Listed entries.
+ + + + +

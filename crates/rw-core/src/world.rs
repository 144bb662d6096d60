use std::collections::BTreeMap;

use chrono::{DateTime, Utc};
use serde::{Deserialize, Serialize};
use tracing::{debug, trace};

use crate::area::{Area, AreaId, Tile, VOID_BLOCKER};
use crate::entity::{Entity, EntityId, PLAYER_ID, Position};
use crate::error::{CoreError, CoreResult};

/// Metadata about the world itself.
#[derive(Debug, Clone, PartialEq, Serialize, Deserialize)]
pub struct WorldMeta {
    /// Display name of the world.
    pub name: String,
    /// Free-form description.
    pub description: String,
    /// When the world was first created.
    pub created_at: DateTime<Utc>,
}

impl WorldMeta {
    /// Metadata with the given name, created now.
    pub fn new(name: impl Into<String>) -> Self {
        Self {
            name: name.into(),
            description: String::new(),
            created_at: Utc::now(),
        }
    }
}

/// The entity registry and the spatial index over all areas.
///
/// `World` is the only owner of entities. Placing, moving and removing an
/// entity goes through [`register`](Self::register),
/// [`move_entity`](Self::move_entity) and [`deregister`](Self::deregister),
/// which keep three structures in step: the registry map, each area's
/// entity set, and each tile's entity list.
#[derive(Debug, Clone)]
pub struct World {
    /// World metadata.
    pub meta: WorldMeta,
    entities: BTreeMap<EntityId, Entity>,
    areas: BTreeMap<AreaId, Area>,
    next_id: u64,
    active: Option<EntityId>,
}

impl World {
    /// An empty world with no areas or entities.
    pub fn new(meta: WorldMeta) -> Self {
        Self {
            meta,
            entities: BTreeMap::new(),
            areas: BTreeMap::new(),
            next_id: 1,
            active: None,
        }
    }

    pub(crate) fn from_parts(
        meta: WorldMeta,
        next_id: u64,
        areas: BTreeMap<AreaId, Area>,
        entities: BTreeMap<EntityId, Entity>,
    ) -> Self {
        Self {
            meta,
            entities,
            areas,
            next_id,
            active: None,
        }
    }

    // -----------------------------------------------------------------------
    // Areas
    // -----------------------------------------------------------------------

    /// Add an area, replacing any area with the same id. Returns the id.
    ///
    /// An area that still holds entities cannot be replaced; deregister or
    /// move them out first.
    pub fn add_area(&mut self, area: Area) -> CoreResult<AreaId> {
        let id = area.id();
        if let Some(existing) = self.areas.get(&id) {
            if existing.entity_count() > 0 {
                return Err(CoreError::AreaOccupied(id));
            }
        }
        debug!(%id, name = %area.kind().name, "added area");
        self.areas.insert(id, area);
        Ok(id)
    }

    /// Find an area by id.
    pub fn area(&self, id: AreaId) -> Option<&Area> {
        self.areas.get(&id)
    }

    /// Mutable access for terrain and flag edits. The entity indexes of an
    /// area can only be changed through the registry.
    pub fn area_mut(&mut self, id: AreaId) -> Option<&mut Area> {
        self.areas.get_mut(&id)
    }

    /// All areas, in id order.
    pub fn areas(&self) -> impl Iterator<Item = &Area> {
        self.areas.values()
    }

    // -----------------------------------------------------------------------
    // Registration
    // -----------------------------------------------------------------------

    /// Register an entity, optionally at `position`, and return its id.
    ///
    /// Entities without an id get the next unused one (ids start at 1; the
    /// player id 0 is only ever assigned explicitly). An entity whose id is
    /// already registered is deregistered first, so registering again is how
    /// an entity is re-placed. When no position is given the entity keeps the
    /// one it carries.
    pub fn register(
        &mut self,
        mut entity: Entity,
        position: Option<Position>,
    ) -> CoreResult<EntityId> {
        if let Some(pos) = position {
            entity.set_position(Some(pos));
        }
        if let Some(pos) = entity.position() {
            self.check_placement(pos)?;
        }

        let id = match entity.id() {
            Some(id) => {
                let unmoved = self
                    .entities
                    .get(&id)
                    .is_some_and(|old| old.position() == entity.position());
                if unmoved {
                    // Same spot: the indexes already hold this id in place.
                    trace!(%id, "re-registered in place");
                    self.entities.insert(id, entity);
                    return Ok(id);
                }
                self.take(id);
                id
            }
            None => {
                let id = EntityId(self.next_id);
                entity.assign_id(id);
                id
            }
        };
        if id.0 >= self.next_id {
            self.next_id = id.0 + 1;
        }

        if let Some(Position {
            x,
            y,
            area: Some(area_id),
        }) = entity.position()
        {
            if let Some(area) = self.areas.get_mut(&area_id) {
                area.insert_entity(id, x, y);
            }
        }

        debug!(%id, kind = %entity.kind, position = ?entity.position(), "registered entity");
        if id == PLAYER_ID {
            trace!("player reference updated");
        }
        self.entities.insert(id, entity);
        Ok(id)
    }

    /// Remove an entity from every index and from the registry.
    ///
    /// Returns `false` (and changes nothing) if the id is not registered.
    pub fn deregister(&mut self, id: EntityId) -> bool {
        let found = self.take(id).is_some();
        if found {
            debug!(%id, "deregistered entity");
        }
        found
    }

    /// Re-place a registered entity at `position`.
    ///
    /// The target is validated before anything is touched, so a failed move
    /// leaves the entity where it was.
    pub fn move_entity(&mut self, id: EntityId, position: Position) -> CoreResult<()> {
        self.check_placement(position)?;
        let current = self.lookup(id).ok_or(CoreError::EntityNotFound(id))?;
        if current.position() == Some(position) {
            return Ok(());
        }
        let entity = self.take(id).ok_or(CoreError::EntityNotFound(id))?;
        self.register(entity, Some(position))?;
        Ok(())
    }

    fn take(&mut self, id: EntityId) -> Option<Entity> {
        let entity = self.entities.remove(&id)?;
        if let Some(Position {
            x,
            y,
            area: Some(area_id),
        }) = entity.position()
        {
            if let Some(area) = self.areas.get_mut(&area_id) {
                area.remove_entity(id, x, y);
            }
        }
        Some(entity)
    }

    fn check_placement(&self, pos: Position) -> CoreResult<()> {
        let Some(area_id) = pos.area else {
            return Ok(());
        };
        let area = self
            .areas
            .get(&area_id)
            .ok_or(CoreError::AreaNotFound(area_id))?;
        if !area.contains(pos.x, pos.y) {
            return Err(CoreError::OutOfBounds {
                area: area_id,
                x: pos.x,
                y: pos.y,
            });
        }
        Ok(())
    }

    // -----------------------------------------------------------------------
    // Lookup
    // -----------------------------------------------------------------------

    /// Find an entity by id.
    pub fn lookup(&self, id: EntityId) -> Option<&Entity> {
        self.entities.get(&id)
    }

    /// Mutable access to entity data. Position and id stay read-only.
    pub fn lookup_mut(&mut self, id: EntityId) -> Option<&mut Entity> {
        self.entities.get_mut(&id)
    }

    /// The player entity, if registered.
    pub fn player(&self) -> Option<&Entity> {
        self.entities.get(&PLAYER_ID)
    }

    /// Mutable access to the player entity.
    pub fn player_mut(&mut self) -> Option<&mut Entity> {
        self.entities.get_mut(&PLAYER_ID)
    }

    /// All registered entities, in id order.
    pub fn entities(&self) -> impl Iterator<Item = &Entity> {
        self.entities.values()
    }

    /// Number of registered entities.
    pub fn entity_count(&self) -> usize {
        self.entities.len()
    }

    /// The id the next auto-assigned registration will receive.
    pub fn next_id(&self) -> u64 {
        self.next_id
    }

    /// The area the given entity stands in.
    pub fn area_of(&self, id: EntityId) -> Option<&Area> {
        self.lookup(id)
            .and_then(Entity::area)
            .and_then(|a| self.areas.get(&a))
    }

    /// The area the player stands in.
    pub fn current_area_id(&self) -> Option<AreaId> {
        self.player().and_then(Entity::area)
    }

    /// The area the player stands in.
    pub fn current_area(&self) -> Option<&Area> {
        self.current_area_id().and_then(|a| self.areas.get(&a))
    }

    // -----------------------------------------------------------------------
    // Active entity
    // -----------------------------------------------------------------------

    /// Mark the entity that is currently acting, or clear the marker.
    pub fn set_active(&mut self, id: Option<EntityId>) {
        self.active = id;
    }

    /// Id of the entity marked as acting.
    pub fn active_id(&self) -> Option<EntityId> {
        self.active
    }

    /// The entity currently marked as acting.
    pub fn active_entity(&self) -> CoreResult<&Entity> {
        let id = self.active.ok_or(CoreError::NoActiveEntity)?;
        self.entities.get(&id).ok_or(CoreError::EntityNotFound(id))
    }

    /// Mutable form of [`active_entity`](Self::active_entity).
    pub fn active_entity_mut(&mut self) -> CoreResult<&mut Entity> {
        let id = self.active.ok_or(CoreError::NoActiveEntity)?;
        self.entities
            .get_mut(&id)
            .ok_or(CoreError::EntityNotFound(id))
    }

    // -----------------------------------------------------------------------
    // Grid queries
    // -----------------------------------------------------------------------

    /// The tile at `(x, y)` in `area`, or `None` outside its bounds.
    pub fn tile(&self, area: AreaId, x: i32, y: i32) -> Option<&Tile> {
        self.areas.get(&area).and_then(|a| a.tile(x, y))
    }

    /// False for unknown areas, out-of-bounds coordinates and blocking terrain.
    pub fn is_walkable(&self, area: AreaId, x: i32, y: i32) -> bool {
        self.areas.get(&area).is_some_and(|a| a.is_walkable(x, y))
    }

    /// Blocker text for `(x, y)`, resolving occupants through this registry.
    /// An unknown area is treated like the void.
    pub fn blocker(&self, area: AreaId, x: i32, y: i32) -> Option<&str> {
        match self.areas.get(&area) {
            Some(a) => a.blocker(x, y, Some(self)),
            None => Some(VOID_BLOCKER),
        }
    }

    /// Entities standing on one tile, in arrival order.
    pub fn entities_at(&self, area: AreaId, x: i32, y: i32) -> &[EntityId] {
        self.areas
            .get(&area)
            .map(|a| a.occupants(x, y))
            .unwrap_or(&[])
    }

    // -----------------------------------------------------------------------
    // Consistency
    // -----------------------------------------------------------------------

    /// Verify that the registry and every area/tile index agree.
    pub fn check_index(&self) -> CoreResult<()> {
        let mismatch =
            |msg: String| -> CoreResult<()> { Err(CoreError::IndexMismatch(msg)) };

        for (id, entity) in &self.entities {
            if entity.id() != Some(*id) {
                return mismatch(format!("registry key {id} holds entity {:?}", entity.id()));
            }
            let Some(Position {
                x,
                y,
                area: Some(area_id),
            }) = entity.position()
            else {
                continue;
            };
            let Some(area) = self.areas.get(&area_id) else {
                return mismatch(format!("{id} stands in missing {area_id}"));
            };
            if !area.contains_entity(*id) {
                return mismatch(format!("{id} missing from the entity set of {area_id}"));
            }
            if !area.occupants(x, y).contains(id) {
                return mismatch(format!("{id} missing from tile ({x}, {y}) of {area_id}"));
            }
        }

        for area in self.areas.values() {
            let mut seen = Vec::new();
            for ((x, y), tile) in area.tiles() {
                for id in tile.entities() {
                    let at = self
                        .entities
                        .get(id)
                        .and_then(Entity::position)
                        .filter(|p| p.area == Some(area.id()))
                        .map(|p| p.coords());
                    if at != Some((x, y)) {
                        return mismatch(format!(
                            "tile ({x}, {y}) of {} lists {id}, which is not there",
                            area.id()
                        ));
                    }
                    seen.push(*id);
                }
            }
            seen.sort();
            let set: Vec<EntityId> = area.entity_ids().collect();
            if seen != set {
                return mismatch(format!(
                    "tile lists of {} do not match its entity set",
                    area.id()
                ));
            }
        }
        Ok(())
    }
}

+ + + + +

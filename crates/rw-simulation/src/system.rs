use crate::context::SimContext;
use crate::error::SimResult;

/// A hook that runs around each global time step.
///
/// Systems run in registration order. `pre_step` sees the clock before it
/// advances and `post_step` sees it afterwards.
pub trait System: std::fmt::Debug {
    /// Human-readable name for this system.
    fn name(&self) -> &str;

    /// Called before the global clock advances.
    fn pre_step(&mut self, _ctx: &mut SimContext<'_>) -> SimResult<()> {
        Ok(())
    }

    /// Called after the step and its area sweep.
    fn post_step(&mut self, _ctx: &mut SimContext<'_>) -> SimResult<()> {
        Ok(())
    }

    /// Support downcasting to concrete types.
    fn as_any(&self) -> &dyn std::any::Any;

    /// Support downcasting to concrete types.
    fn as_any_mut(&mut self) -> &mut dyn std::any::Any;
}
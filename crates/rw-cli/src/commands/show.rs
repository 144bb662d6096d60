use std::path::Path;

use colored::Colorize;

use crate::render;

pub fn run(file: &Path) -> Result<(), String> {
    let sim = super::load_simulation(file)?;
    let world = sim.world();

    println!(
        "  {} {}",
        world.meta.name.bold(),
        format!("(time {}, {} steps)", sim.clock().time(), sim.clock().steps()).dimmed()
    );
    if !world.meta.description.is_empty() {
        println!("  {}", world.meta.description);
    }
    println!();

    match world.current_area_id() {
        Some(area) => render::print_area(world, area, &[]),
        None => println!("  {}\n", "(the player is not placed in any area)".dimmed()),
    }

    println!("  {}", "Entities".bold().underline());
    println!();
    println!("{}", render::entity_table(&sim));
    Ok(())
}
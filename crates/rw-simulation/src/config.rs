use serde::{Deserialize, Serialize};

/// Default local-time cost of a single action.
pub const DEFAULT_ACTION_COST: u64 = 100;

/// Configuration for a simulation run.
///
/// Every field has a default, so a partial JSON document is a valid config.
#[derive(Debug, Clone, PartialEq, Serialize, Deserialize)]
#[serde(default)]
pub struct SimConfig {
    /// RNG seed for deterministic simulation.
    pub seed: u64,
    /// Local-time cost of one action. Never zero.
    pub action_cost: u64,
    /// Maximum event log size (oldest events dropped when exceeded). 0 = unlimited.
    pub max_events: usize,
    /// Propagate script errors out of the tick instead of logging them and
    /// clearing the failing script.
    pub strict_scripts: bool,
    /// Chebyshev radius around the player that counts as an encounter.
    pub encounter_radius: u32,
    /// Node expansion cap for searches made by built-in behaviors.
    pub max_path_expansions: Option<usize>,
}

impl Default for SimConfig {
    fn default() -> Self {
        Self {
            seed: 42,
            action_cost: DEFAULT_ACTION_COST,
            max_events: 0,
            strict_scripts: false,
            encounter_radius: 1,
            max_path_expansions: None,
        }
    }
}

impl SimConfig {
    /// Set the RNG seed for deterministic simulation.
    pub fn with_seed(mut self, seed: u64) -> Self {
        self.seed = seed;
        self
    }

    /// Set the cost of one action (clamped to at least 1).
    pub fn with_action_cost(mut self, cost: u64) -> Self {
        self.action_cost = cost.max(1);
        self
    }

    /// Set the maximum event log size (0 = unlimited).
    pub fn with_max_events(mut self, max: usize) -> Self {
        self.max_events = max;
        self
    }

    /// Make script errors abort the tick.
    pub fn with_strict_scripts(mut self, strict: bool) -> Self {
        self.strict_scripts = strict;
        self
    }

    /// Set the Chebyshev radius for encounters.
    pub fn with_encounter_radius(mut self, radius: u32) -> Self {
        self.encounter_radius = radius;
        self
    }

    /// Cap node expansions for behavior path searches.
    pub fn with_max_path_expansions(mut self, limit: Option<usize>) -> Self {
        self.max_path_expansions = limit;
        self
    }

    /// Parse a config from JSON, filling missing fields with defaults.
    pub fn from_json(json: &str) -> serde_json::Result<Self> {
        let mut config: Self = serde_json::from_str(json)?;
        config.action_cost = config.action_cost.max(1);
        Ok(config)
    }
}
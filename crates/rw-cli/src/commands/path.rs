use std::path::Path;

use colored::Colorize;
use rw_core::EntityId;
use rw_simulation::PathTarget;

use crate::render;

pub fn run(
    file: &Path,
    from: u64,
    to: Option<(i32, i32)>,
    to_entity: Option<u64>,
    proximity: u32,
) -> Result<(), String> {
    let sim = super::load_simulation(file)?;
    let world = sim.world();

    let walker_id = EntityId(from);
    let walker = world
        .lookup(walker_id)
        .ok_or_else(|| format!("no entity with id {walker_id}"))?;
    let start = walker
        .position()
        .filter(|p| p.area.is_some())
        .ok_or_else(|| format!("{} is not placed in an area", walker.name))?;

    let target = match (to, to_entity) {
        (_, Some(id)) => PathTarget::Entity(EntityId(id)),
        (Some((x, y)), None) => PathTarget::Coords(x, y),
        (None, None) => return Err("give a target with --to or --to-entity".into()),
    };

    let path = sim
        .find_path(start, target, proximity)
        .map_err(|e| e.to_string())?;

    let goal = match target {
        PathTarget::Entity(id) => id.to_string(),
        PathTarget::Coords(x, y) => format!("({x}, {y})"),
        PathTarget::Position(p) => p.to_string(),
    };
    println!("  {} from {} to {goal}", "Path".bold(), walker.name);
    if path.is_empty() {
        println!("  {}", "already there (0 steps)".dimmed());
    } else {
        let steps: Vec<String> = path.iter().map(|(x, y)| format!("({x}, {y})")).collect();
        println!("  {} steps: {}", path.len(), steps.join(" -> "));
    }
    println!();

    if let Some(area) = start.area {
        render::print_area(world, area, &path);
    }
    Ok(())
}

+ + + + +

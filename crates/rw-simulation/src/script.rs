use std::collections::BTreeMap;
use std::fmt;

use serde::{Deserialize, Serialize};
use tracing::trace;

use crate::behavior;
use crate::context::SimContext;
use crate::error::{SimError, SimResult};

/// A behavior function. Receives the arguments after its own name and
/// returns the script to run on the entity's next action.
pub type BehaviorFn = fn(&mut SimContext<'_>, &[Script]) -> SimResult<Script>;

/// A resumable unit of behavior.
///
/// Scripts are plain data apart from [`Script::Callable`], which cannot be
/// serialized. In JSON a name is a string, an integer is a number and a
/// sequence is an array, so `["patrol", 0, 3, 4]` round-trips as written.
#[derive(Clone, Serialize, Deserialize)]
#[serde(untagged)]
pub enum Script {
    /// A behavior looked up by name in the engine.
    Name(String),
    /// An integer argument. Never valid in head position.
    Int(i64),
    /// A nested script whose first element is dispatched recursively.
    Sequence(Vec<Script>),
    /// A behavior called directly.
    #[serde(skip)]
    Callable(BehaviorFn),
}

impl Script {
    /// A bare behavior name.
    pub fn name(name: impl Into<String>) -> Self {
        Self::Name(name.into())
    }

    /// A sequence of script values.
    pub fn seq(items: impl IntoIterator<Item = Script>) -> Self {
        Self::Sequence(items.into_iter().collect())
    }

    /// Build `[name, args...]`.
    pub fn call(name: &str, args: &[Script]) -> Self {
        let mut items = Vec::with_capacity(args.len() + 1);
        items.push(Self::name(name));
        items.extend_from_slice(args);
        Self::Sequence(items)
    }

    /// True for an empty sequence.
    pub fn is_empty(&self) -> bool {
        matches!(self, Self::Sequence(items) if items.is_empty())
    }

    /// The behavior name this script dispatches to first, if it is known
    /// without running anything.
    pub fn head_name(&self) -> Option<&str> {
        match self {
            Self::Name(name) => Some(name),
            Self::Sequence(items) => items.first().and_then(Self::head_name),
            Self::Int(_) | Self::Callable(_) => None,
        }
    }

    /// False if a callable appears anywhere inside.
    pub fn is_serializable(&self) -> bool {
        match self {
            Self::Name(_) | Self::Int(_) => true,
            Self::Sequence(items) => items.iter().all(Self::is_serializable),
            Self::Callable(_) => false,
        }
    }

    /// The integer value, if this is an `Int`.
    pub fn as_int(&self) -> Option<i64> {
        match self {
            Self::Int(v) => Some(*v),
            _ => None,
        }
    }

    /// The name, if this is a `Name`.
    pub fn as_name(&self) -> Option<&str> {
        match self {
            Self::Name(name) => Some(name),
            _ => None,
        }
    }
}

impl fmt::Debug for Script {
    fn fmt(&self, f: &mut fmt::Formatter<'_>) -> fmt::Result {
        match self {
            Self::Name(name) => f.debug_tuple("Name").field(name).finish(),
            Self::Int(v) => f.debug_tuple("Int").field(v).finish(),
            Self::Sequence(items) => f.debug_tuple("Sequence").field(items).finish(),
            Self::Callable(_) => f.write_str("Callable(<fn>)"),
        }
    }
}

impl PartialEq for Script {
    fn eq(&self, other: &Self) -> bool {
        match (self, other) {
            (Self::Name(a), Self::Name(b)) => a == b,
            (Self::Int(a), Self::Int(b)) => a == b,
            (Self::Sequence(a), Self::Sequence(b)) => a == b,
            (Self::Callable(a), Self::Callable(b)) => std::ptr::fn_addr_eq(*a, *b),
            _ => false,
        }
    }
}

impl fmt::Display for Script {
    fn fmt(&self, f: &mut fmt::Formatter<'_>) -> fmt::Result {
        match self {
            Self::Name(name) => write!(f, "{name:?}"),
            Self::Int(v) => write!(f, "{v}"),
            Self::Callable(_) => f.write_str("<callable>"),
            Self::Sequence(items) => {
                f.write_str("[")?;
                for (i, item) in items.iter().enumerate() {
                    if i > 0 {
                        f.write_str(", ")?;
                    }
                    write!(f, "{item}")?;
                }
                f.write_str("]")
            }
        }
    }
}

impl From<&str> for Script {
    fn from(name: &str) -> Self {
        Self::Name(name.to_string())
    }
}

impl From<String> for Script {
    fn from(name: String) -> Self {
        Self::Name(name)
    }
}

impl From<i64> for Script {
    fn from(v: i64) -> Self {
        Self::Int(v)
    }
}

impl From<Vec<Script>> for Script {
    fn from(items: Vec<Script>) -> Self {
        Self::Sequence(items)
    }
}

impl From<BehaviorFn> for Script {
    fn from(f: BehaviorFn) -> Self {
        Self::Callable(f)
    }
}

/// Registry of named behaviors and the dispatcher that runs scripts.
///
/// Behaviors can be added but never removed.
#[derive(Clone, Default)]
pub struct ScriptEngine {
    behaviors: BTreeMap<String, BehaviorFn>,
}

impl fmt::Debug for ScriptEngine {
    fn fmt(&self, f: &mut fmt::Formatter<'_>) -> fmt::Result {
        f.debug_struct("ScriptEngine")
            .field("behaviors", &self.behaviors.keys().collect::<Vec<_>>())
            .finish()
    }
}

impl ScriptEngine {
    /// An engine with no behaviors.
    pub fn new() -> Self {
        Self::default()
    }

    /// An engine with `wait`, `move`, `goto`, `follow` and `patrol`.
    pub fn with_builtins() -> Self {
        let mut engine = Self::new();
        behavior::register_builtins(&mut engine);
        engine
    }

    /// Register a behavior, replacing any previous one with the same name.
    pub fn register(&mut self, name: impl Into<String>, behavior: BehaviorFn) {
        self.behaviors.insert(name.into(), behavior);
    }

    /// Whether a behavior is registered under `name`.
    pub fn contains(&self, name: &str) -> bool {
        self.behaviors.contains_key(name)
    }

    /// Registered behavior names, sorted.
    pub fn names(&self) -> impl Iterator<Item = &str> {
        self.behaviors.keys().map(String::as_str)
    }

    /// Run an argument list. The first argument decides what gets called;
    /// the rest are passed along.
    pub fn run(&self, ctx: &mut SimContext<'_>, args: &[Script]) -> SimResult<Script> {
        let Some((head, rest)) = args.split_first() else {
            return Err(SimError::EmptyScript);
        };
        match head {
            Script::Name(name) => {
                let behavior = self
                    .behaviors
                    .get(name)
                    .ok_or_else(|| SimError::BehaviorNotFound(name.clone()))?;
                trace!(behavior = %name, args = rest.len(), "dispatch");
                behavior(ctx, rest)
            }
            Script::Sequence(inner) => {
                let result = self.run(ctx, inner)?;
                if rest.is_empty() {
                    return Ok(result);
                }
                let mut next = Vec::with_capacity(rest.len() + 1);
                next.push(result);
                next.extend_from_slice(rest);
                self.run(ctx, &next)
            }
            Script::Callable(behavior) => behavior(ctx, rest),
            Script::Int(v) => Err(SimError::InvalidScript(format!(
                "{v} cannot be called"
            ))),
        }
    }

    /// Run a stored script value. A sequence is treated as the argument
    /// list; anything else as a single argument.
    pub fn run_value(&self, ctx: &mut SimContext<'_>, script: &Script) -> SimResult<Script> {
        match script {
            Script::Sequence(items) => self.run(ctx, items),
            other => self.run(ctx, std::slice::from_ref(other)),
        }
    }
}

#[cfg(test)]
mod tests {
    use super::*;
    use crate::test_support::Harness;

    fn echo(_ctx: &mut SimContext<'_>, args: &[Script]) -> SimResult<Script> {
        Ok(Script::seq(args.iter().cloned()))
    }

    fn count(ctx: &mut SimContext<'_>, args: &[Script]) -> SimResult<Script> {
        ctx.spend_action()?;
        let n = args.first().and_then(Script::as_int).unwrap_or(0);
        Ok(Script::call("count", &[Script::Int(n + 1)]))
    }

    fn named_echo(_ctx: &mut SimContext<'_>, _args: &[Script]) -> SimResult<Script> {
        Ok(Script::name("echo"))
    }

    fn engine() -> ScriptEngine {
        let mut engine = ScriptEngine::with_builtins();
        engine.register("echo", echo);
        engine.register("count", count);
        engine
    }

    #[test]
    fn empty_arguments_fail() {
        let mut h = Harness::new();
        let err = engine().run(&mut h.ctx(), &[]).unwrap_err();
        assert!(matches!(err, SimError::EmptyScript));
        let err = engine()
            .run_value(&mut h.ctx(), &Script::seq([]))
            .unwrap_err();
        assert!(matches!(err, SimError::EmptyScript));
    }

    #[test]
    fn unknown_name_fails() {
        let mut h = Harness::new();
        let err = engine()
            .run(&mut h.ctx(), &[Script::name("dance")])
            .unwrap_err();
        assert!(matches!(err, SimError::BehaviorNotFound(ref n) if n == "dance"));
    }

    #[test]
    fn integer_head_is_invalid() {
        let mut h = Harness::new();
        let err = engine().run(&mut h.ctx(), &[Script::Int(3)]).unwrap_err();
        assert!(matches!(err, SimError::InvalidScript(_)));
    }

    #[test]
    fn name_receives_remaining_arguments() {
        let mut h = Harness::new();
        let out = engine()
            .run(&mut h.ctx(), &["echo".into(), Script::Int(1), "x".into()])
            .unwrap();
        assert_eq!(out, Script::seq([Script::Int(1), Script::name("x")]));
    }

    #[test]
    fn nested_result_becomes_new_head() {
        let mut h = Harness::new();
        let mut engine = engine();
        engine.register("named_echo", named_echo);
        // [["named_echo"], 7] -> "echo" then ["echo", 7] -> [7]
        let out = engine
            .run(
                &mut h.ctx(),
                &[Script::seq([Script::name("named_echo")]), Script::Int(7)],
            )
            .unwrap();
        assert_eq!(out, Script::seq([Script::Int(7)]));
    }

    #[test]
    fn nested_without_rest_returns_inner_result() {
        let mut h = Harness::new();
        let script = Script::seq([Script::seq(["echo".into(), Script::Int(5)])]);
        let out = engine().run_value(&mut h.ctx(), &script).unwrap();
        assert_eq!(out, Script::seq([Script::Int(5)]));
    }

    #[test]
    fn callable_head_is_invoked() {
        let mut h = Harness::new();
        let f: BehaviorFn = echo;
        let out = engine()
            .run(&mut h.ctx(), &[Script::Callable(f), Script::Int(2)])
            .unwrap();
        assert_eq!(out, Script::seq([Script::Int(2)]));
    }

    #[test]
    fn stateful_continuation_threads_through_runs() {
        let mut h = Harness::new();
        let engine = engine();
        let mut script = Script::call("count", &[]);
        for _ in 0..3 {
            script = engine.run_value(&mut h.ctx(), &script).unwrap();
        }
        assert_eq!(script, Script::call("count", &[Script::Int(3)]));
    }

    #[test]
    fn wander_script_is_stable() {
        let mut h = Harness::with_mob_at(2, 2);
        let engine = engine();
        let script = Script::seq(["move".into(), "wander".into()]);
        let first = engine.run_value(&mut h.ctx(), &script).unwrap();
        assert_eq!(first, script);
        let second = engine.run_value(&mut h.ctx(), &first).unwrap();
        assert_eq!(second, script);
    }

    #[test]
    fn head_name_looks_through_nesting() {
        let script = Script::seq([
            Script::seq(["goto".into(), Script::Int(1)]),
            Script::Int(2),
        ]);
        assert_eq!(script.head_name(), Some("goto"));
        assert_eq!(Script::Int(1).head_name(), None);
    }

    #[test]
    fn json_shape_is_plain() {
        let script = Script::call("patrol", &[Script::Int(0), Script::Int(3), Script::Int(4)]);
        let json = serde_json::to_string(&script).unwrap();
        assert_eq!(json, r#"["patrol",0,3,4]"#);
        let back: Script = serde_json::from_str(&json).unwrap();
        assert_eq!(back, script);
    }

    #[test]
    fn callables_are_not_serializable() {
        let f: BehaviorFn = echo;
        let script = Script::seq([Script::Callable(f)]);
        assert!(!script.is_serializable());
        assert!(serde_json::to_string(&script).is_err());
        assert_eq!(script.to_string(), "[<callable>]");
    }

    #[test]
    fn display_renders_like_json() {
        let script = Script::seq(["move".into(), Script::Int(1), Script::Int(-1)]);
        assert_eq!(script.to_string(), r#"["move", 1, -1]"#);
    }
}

+ + + + +

To do.
The answer must consist of every line in the records above that contains the word "filename".

Finished exercise.
filename crates/rw-core/src/world.rs
filename crates/rw-simulation/src/system.rs
filename crates/rw-cli/src/commands/show.rs
filename crates/rw-simulation/src/config.rs
filename crates/rw-cli/src/commands/path.rs
filename crates/rw-simulation/src/script.rs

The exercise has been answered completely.